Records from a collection
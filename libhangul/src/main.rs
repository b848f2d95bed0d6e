use std::io::{self, BufRead};
use std::path::{Path, PathBuf};

use anyhow::Context;
use clap::{Parser, Subcommand};
use libhangul::{compose_str, create_ime_engine, jamo, layout, HangulConfig, HangulIme, KeyEvent};

#[derive(Parser)]
#[command(name = "libhangul")]
#[command(about = "A Rust implementation of Hangul syllable composition")]
#[command(version)]
struct Cli {
    #[command(subcommand)]
    command: Option<Commands>,

    /// TOML configuration file
    #[arg(long, global = true)]
    config: Option<PathBuf>,
}

#[derive(Subcommand)]
enum Commands {
    /// Compose a jamo string into syllables
    Compose {
        /// Jamo input (e.g. ㅎㅏㄴㄱㅡㄹ)
        input: String,
        /// Read the input as QWERTY keys on the 2-set layout
        #[arg(long)]
        qwerty: bool,
    },
    /// Show the jamo of each syllable
    Decompose {
        /// Text to decompose
        text: String,
    },
    /// Interactive REPL mode
    Repl {
        /// Read lines as QWERTY keys on the 2-set layout
        #[arg(long)]
        qwerty: bool,
        /// Show the composing text after every key
        #[arg(short, long)]
        verbose: bool,
    },
}

fn load_config(path: Option<&Path>) -> anyhow::Result<HangulConfig> {
    match path {
        Some(path) => HangulConfig::load_toml(path)
            .with_context(|| format!("failed to load config from {}", path.display())),
        None => Ok(HangulConfig::default()),
    }
}

fn handle_compose_command(ime: &mut HangulIme, input: &str, qwerty: bool) {
    let input = if qwerty {
        layout::transliterate(input)
    } else {
        input.to_string()
    };
    println!("{}", compose_str(ime, &input));
}

fn handle_decompose_command(text: &str) {
    for (ch, indices) in jamo::decompose_text(text) {
        match indices {
            Some((cho, jung, jong)) => {
                let show = |c: Option<char>| c.map(String::from).unwrap_or_else(|| "-".to_string());
                println!(
                    "{} U+{:04X}  cho={:2} {}  jung={:2} {}  jong={:2} {}",
                    ch,
                    u32::from(ch),
                    cho,
                    show(jamo::choseong_to_jamo(cho)),
                    jung,
                    show(jamo::jungseong_to_jamo(jung)),
                    jong,
                    show(jamo::jongseong_to_jamo(jong)),
                );
            }
            None => println!("{} U+{:04X}  (not a hangul syllable)", ch, u32::from(ch)),
        }
    }
}

/// Print the document and composing text after every key of `line`.
fn trace_line(ime: &mut HangulIme, line: &str) {
    let mut document = String::new();
    for ch in line.chars() {
        let key = if ch == ' ' {
            KeyEvent::Space
        } else {
            KeyEvent::Char(ch)
        };
        ime.process_key(key);
        document.push_str(&ime.context_mut().take_commit());
        println!(
            "  {:?} -> document='{}' composing='{}'",
            key,
            document,
            ime.context().preedit_text
        );
    }
}

fn run_repl(ime: &mut HangulIme, qwerty: bool, verbose: bool) -> anyhow::Result<()> {
    println!("libhangul demo CLI - type jamo (or QWERTY keys with --qwerty) and press Enter");
    println!("Example: ㅎㅏㄴㄱㅡㄹ for 한글");
    println!("Ctrl-D to exit.");

    let stdin = io::stdin();
    for line in stdin.lock().lines() {
        let raw = line.context("error reading stdin")?;
        let input = raw.trim();
        if input.is_empty() {
            continue;
        }
        let input = if qwerty {
            layout::transliterate(input)
        } else {
            input.to_string()
        };
        if verbose {
            trace_line(ime, &input);
            ime.reset();
        }
        println!("{}", compose_str(ime, &input));
    }
    Ok(())
}

fn main() -> anyhow::Result<()> {
    let cli = Cli::parse();
    let config = load_config(cli.config.as_deref())?;
    let mut ime = create_ime_engine(config)?;

    match cli.command {
        Some(Commands::Compose { input, qwerty }) => {
            handle_compose_command(&mut ime, &input, qwerty);
        }
        Some(Commands::Decompose { text }) => {
            handle_decompose_command(&text);
        }
        Some(Commands::Repl { qwerty, verbose }) => {
            run_repl(&mut ime, qwerty, verbose)?;
        }
        None => {
            // No arguments, start REPL
            run_repl(&mut ime, false, false)?;
        }
    }
    Ok(())
}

* **PROBLEM STATEMENT**
For the records above, how many lines contain the word "every"? Reply with the number only.

* **ANSWER TO THIS PROBLEM**
2